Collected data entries

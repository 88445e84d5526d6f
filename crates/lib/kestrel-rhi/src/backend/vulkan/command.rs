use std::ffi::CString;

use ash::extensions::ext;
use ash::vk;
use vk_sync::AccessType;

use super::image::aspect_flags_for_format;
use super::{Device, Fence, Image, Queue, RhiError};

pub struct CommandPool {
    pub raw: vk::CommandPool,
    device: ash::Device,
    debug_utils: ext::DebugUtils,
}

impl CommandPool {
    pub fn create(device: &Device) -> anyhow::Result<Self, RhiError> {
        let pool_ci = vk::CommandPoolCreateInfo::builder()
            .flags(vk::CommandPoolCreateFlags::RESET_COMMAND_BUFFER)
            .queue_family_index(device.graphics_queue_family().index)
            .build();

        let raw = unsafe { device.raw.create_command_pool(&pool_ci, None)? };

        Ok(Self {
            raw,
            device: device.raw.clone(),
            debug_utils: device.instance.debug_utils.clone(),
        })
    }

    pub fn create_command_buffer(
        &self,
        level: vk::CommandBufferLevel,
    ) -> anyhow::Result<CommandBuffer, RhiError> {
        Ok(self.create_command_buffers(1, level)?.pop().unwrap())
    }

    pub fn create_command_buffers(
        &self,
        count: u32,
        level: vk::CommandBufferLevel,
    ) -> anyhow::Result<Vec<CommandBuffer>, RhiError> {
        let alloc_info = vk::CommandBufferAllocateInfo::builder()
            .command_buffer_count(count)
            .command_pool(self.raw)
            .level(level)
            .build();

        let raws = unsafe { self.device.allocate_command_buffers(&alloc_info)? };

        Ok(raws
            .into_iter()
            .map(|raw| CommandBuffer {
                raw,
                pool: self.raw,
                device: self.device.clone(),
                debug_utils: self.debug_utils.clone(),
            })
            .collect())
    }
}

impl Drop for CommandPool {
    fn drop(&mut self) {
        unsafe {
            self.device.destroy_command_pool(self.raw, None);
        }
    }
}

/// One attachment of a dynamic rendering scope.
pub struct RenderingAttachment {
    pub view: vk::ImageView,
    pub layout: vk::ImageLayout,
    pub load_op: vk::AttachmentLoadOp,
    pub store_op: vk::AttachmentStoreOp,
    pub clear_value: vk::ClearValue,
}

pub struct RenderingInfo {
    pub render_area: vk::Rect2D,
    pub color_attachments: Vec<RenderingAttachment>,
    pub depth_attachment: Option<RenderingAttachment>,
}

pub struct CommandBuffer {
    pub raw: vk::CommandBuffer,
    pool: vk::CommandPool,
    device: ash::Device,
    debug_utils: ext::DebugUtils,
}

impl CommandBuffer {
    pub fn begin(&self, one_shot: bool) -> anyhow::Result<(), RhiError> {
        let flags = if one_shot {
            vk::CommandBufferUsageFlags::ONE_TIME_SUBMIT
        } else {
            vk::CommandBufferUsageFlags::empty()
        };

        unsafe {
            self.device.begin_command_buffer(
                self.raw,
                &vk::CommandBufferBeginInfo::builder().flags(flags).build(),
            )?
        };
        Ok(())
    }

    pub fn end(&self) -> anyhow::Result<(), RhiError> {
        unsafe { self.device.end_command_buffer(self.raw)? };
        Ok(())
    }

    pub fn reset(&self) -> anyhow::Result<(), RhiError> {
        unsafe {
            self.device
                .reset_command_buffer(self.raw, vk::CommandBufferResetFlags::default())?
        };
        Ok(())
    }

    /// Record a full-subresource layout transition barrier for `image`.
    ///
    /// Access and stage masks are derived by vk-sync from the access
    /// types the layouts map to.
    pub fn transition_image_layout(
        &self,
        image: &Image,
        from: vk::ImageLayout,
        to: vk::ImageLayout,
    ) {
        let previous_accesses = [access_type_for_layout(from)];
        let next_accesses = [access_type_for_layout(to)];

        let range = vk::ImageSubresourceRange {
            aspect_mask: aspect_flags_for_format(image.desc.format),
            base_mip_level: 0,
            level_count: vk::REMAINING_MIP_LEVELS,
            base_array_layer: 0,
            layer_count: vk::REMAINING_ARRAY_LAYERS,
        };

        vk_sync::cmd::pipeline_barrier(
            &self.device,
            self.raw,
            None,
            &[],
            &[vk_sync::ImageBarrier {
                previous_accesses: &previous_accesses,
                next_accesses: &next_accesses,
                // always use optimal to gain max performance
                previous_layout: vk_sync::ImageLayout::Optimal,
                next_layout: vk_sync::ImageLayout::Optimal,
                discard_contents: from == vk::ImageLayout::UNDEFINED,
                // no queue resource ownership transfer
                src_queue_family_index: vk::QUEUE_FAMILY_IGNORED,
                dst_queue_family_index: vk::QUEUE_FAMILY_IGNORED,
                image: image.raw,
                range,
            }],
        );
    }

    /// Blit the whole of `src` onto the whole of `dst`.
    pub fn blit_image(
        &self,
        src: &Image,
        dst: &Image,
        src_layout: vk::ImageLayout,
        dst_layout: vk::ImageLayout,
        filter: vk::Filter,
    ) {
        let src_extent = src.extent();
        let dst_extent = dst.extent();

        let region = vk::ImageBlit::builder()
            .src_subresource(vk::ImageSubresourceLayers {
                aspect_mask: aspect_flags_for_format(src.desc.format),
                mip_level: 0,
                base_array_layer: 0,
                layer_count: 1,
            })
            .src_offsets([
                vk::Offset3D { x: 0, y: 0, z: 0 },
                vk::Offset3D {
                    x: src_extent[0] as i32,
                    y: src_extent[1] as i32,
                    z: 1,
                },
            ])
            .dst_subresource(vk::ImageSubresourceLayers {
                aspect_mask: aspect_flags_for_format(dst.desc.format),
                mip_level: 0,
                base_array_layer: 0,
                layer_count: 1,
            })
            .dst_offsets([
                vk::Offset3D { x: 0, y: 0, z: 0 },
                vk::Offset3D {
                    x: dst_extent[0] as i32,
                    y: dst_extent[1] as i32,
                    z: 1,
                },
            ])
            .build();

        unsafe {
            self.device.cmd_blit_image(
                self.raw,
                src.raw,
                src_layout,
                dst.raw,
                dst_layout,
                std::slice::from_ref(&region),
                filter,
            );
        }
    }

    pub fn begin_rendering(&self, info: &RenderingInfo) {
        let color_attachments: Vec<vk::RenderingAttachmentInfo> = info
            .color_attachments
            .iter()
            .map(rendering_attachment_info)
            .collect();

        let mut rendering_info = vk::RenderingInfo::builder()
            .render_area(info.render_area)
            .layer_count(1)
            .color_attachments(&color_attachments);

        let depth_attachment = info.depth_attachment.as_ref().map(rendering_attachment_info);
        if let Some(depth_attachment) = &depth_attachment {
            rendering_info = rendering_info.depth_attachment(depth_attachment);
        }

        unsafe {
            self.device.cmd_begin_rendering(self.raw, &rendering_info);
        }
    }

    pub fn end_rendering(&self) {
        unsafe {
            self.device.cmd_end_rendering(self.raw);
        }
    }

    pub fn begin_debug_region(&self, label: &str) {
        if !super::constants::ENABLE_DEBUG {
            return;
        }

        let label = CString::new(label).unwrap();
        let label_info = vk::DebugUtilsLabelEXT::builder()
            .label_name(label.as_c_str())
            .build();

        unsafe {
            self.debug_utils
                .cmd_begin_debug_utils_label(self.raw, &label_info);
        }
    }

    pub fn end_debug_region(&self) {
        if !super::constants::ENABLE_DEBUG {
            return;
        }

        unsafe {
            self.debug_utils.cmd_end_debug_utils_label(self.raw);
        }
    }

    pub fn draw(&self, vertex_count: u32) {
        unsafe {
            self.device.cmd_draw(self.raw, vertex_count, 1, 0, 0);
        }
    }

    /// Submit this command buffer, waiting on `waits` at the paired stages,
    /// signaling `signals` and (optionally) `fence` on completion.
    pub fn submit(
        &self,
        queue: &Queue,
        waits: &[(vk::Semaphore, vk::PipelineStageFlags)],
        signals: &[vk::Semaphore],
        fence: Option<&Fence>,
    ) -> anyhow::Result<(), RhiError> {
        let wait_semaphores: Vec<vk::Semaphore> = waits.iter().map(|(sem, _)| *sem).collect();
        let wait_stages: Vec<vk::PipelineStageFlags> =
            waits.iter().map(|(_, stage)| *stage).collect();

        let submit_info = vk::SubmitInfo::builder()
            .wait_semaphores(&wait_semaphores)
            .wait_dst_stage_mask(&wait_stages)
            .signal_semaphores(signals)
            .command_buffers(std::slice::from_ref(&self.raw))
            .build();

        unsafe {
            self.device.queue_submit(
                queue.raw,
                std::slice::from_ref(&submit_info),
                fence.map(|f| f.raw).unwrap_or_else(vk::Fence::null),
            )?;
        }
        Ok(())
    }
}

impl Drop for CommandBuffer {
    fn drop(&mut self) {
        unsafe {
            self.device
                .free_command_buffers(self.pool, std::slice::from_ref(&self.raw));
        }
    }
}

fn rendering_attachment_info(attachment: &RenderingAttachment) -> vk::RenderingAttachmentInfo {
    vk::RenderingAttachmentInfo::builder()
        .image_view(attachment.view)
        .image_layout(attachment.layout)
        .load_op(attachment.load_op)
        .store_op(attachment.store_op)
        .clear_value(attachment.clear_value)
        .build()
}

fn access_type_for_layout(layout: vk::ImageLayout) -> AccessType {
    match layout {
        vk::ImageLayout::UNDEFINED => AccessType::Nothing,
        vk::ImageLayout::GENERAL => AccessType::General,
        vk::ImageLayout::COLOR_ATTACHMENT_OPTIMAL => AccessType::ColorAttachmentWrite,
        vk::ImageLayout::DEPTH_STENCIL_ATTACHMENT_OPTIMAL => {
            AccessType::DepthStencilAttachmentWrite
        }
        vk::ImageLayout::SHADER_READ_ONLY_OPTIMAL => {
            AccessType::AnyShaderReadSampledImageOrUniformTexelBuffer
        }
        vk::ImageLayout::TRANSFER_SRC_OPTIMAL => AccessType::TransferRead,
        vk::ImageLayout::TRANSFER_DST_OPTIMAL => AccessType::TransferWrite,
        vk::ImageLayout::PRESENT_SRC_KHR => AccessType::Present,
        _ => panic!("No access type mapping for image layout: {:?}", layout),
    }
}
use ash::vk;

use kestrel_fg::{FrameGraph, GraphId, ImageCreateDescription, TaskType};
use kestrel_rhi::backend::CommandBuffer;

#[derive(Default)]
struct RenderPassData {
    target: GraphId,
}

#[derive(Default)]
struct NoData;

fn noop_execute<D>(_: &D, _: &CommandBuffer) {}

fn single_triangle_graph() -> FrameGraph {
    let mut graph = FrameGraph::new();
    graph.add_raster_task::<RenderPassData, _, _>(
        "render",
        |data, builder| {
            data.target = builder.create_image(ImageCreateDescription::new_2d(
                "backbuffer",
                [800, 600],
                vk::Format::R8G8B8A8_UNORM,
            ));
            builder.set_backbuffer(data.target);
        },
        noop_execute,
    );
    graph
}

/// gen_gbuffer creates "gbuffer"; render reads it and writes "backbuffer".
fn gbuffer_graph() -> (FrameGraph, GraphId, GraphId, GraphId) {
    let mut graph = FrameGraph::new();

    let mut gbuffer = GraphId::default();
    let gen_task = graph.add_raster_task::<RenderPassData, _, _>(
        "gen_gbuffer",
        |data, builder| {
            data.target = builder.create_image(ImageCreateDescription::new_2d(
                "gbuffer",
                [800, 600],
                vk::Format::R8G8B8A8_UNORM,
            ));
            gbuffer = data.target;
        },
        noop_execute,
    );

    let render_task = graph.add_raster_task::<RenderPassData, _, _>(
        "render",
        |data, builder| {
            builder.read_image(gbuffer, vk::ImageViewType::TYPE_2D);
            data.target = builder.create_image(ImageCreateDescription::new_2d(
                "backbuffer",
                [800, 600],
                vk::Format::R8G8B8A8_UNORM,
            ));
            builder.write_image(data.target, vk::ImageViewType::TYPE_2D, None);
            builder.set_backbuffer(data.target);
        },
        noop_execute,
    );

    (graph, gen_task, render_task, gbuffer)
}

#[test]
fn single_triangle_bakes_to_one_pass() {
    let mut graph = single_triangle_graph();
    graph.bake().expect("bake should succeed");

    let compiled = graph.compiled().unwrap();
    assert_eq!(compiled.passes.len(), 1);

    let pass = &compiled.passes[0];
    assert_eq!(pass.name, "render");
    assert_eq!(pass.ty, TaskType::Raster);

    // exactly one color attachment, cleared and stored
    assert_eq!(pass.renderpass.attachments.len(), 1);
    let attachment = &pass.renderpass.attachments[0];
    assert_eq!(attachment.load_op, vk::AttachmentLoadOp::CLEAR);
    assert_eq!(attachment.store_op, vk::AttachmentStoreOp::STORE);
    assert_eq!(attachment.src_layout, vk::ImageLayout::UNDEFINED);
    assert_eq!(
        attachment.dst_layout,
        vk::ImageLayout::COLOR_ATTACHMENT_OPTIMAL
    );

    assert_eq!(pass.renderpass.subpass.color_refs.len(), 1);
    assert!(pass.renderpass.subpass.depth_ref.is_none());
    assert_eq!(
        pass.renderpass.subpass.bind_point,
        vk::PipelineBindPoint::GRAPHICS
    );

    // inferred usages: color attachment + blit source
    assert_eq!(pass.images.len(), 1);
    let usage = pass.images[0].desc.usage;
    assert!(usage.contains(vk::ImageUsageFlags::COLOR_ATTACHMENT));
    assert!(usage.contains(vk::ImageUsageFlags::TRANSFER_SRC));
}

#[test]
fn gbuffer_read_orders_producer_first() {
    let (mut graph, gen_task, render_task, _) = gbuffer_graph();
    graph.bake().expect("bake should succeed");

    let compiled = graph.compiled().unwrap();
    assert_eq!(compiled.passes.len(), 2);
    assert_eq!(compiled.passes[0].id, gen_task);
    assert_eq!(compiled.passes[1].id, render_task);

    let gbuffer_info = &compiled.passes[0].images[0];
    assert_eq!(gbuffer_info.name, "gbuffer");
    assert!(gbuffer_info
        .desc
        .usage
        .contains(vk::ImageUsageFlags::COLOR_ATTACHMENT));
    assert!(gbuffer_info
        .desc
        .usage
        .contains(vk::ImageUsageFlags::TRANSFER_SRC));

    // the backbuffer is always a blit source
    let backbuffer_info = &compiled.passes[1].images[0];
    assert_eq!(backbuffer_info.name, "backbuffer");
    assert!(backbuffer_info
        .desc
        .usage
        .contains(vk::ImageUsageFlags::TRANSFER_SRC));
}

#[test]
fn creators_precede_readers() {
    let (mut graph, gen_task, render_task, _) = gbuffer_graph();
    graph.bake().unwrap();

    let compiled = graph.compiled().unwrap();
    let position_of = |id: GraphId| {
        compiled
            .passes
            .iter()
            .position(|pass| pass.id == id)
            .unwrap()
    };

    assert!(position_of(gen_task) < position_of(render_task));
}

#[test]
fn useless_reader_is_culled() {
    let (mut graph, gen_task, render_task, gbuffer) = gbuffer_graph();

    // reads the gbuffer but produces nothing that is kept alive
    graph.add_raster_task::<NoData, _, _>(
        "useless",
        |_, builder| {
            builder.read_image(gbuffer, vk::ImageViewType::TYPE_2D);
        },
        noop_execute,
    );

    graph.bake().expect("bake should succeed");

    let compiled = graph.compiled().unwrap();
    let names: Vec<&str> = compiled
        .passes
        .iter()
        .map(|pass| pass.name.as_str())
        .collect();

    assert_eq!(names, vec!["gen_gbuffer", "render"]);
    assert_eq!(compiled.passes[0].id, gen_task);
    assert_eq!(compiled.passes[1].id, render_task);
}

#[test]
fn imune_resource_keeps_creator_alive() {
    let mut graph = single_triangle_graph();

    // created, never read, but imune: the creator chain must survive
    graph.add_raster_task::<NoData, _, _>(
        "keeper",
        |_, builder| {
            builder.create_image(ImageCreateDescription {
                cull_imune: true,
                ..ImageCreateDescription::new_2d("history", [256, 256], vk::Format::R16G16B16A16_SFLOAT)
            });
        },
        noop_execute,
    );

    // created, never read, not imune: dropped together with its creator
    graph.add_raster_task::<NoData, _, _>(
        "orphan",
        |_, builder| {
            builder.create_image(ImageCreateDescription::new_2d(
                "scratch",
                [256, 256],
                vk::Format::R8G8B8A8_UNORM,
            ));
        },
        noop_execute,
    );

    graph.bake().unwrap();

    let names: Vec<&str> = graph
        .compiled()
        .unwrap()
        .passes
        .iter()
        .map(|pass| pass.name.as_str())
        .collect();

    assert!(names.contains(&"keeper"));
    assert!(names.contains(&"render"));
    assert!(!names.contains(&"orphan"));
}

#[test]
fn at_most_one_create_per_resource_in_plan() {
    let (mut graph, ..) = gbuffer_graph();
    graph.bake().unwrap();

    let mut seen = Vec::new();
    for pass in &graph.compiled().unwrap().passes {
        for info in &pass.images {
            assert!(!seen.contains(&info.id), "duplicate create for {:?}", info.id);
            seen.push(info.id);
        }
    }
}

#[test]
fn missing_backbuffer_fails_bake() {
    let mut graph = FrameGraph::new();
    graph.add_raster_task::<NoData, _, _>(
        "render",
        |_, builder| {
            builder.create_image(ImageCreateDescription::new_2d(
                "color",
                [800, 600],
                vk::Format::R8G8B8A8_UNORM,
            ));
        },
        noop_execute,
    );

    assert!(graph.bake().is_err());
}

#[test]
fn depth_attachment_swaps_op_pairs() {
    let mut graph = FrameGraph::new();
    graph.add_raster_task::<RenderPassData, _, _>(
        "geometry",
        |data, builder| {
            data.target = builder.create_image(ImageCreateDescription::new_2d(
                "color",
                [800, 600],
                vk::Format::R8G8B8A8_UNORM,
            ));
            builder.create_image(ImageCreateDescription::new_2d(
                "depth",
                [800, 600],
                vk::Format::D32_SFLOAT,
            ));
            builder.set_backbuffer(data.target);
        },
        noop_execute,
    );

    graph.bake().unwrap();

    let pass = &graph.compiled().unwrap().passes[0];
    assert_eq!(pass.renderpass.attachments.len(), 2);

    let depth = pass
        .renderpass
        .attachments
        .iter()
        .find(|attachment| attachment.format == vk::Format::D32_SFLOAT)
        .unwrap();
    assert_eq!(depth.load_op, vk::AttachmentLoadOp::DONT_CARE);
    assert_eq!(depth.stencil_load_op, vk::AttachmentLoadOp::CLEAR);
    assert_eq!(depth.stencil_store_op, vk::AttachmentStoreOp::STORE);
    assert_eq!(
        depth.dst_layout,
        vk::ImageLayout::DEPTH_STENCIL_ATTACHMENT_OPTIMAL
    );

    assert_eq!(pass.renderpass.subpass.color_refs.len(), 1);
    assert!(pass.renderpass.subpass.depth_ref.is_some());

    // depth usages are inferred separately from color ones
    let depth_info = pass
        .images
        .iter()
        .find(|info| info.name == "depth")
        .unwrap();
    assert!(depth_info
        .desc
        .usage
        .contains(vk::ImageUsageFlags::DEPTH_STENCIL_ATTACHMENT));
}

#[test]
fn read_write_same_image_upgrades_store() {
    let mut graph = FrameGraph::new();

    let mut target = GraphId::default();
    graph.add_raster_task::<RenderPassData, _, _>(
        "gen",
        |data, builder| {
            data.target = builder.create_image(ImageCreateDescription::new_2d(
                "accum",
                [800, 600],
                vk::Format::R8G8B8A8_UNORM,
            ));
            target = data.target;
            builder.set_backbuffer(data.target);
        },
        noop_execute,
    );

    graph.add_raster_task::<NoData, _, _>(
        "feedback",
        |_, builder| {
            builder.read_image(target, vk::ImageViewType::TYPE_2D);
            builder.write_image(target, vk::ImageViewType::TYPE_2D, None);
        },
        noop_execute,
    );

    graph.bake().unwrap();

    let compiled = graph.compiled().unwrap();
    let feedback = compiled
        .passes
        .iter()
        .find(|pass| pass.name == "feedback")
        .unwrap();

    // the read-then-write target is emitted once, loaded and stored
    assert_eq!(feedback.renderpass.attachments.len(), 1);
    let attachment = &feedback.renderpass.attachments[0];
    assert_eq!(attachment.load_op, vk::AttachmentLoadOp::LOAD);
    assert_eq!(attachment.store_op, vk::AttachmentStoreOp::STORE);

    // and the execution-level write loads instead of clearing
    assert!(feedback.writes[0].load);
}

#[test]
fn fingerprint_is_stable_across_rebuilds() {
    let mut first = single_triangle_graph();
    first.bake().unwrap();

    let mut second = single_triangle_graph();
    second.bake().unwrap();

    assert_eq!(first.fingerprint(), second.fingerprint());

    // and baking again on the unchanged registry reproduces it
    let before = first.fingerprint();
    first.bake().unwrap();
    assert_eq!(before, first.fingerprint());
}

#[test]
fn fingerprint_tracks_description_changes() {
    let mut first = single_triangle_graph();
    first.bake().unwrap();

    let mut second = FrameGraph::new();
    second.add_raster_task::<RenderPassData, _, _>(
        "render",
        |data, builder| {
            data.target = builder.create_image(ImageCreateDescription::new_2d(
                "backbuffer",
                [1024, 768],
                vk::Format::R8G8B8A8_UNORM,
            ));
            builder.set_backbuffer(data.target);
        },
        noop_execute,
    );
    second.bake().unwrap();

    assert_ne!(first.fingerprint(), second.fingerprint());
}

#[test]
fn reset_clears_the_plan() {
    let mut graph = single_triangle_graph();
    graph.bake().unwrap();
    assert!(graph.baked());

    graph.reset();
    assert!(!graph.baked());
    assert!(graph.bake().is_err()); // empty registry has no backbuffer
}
...
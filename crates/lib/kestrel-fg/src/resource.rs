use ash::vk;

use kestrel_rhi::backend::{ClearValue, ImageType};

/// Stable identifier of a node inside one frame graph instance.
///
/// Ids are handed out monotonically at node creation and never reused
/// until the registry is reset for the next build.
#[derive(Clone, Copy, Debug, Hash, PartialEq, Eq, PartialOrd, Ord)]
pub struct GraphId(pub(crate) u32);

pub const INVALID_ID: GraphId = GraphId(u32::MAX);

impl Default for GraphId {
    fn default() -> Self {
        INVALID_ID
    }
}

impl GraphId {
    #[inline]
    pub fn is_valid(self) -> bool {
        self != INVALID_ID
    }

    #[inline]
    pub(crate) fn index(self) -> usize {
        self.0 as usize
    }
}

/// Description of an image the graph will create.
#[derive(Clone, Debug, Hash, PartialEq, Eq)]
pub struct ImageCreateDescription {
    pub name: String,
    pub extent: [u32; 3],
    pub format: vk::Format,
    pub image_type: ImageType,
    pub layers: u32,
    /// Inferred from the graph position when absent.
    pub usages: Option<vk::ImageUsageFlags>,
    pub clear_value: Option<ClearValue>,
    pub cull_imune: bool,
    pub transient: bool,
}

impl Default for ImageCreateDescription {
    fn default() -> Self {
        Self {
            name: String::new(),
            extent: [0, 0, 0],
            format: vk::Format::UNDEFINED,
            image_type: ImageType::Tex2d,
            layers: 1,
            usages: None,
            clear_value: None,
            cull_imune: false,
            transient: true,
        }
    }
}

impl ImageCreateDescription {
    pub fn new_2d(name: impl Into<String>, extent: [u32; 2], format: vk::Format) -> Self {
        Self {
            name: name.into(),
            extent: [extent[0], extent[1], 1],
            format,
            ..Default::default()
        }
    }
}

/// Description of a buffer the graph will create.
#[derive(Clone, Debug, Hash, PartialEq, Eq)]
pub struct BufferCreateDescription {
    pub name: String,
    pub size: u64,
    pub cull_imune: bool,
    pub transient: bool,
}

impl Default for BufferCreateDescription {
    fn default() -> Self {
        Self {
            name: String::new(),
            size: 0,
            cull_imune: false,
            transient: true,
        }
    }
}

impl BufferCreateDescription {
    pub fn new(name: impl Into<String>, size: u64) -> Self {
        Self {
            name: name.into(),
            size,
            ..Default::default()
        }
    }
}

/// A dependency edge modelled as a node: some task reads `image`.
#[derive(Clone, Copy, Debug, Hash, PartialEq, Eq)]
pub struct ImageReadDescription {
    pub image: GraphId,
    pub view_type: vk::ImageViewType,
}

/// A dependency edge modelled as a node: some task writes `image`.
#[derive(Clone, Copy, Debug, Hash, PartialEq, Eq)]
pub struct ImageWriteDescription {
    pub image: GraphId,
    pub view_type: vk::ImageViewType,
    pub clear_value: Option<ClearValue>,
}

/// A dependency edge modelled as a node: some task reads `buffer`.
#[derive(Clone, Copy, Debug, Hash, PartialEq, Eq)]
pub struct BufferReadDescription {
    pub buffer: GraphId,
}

■ **What you should do**
Tally up the lines holding the word "CString" in the data above, and answer with that figure only.

■ **Response to this exercise**
2